Since the domains are different, the browser will treat this as a cross-origin request. And that means CORS headers are required on the API side.
The two most important headers are Access-Control-Allow-Origin
and Access-Control-Allow-Credentials
. The former is required for every cross-origin
request, the latter is only when the {credentials: "include"}
option is used.
Without the {credentials: "include"}
option the credentials, most notably, cookies, are not sent. And since authentication usually depends on cookies,
that means the user is anonymous in that case.
But if the credentials are included in the request, the API must respond with the Access-Control-Allow-Credentials: true
header. Without that, the
browser will throw an error.
Setting the CORS headers is not that hard, but it is still a chore. And since this is a security mechanism to protect your users an error in this process can open up CSRF attacks.
Why CloudFront
How could CloudFront help in this regard?
CORS is only needed for cross-origin requests, which means if the frontend and the backend are on the same domain this problem is non-existent. And this is exactly what CloudFront does.
With a CloudFront distribution, you can set up path-based routing to different backend services called origins. One origin can be the frontend bucket and
the other one the API Gateway, then you can map the former to /
and the latter to /api
. In this case, all requests are same-origin.
With this setup, sending a request to the API is a simple fetch
:
fetch("/api/")
This works, the browser sends credentials along with the request and no additional configuration is required on the API-side.
And since there is no CORS configuration, there is no risk of a misconfiguration opening an attack surface.
Setup
CloudFront configuration is divided into backends, called origins, and path mappings, called cache behaviors.
I'll use Terraform to provision a distribution:
resource "aws_cloudfront_distribution" "distribution" {
# ...
}
Frontend origin
The frontend code is deployed to an S3 bucket which means a special configuration item called s3_origin_config
.
origin {
domain_name = aws_s3_bucket.frontend_bucket.bucket_regional_domain_name
origin_id = "s3" # ID
s3_origin_config {
origin_access_identity = aws_cloudfront_origin_access_identity.OAI.cloudfront_access_identity_path
}
}
API origin
Integrating API Gateway to CloudFront can be tricky but the two key points here are to
extract the domain name from the invoke_url
and to make sure the stage name and the path pattern matches.
origin {
domain_name = replace(aws_api_gateway_deployment.deployment.invoke_url, "/^https?://([^/]*).*/", "$1")
origin_id = "apigw" # ID
custom_origin_config {
http_port = 80
https_port = 443
origin_protocol_policy = "https-only"
origin_ssl_protocols = ["TLSv1.2"]
}
}
Frontend cache behavior
The default_cache_behavior
is the path mapping to /
, which in our case is the frontend bucket. The target_origin_id
maps this to the
S3 origin.
default_cache_behavior {
allowed_methods = ["DELETE", "GET", "HEAD", "OPTIONS", "PATCH", "POST", "PUT"]
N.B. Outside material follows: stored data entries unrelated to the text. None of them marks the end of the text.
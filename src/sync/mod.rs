//! Peer resynchronization: the retry queue, the per-peer requester, and the
//! scheduled poller that ties them together.

pub mod poller;
pub mod resend_party_store;
pub mod transaction_requester;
cached_methods = ["GET", "HEAD"]
target_origin_id = "s3" # Use the s3 origin
# Don't forward query string or cookies
forwarded_values {
query_string = false
cookies {
forward = "none"
}
}
viewer_protocol_policy = "redirect-to-https"
}
API cache behavior
And finally, map the API origin to the path /api/*
.
ordered_cache_behavior {
path_pattern = "/api/*"
allowed_methods = ["DELETE", "GET", "HEAD", "OPTIONS", "PATCH", "POST", "PUT"]
cached_methods = ["GET", "HEAD"]
target_origin_id = "apigw" # Use the apigw origin
# Disable caching
default_ttl = 0
min_ttl = 0
max_ttl = 0
# Forward everything
forwarded_values {
query_string = true
cookies {
forward = "all"
}
}
viewer_protocol_policy = "redirect-to-https"
}
CloudFront domain name
The serverless app with the frontend and the API wired together is now available under the CloudFront distribution's domain:
output "frontend_url" {
value = aws_cloudfront_distribution.distribution.domain_name
}
Conclusion
This is a rare case when using one more service reduces complexity. Cross-origin requests require some careful planning and this is a class of problems that is better to be just avoided altogether. By using one domain only you not only simplify backend configurations but also make sure no attack surface regarding cross-origin configuration opens up.
Which is a good thought to have during the 20-odd minutes of waiting for the CloudFront distribution to deploy.